Rubén Gaztambide-FernándezRubén Gaztambide-Fernández Publicado: 10 de abril de 2020



arsh raziuddin

Los llamados a la solidaridad se han esparcido por el mundo en las semanas desde que el coronavirus fue declarado una pandemia por la Organización Mundial de la Salud. El mismo Director General de la organización, Tedros Adhanom, anunció el 18 de marzo el establecimiento de un “Ensayo Clínico Solidario” (Solidarity Trial). Esta iniciativa sin precedente unirá los esfuerzos de investigadores médicos en varias partes del mundo para colaborar en la experimentación con tratamientos y vacunas para detener el COVID-19.  Antonio Guterres, Secretario General de las Naciones Unidas, también hizo un llamado a la solidaridad mundial, recalcando que “no es sólo un imperativo moral, sino que redunda en beneficio de todos.” En Canadá, donde trabajo y desde donde escribo este artículo, el movimiento “repartiendo-cuidado” (#caremongering) ha tomado gran auge en las últimas semanas, y en su mensaje diario del 29 de marzo, el Primer Ministro Justin Trudeau señaló los tantos “signos de solidaridad” como un recordatorio de que mejores días se avecinan. En Latinoamérica, los médicos cubanos una vez más se han destacado por sus esfuerzos en ayudar a pacientes en otras partes del mundo, y la escritora argentina Stella Calloni declaró la solidaridad como “el mayor antídoto” frente a la crisis. En Puerto Rico, el llamado amplio a la solidaridad antecede la crisis mundial del coronavirus, mas recientemente en la respuesta de las comunidades a las necesidades de lxs damnificadxs por la reciente ola de terremotos que han afectado el sur de la isla.

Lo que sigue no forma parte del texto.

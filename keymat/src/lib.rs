//! keymat - Sparse Matrix Algebra with Orientation-Aware Storage
//!
//! This library provides a sparse matrix keyed by linearized cell addresses,
//! with row- or column-major orientation fixed at construction time.
//!
//! ## Architecture
//!
//! keymat follows a clean definition/implementation separation:
//!
//! - **keymat-core**: Pure definitions - orientation arithmetic, persistence
//!   tags, the merge-join, traits, and validation (no storage, no I/O)
//! - **keymat**: Concrete storage backends, matrix algebra, execution
//!   strategies, and persistence
//!
//! ## Quick Start
//!
//! ```rust
//! use keymat::{KeyMatrix, Orientation, Result};
//!
//! fn example() -> Result<()> {
//!     let mut matrix = KeyMatrix::new(Orientation::RowMajor, 100, 50)?;
//!
//!     matrix.set_value(3, 7, 0.5)?;
//!     let row = matrix.row_vector(3)?;
//!     assert_eq!(row.try_get(7), Some(0.5));
//!
//!     matrix.scale_all(2.0);
//!     assert_eq!(matrix.get_value(3, 7)?, 1.0);
//!     Ok(())
//! }
//! ```
//!
//! ## Features
//!
//! - **Ordered sparse storage**: B-tree or paired-array backends behind one
//!   enum, both iterating in ascending key order
//! - **Lane views**: Zero-copy row/column windows over the store
//! - **Merge-join algebra**: Element-wise and product operations intersect
//!   operands in O(m + n)
//! - **Per-call parallelism**: Bulk operations choose serial or rayon-backed
//!   execution at each call site
//! - **Size monitors**: Weakly-held observers notified on every element
//!   count change

// Re-export core definitions
pub use keymat_core::{
    // Traits
    SizeChange, SizeMonitor, SparseAccess,
    // Format definitions
    Layout, Orientation, StoreTag,
    // Error handling
    ErrorCategory, MatrixError, Result,
    // Algorithms and validation
    merge, validation,
};

// Implementation modules
pub mod attribute;
pub mod exec;
pub mod matrix;
pub mod monitor;
pub mod store;
pub mod vector;

// Public exports
pub use attribute::RangeAttribute;
pub use exec::ExecMode;
pub use matrix::{Cell, CellUpdate, KeyMatrix};
pub use monitor::MonitorRegistry;
pub use store::{FlatStore, SparseStore};
pub use vector::{SparseVector, VectorView};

Desde los esfuerzos globales de la ONU y la OMS hasta los gestos creativos en apoyo de lxs trabajadorxs de la salud y el #caremongering, el llamado a la solidaridad aparenta ser parte del sentido común de lo que significa ser humano y de cómo responder ante una crisis o catástrofe. Sin embargo, qué significa la solidaridad y qué conlleva ser solidario no siempre es evidente, particularmente cuando se utiliza para describir una multiplicidad de acciones, desde colaboraciones globales entre organizaciones hasta expresiones espontáneas como los cacerolazos, o las corales orgánicas que formaron los residentes italianos desde sus balcones. Aunque asumimos que la solidaridad es algo bueno, o algo que debemos buscar o construir, la escritora Barbara Ehrenreich señala que la solidaridad también puede “incorporar muchas cosas – el fascismo, el fervor religioso.” La solidaridad puede tener expresiones violentas, como en el caso de los conflictos de guerrilla, y por ende su valor no es inherente. Esta falta de definición se complica en el contexto de una pandemia, cuando somos llamados a distanciarnos físicamente con el fin de proteger el bien común. Es entonces necesario detenernos para considerar cómo usamos el término solidaridad y a qué nos referimos cuando hacemos un llamado a ser solidarixs.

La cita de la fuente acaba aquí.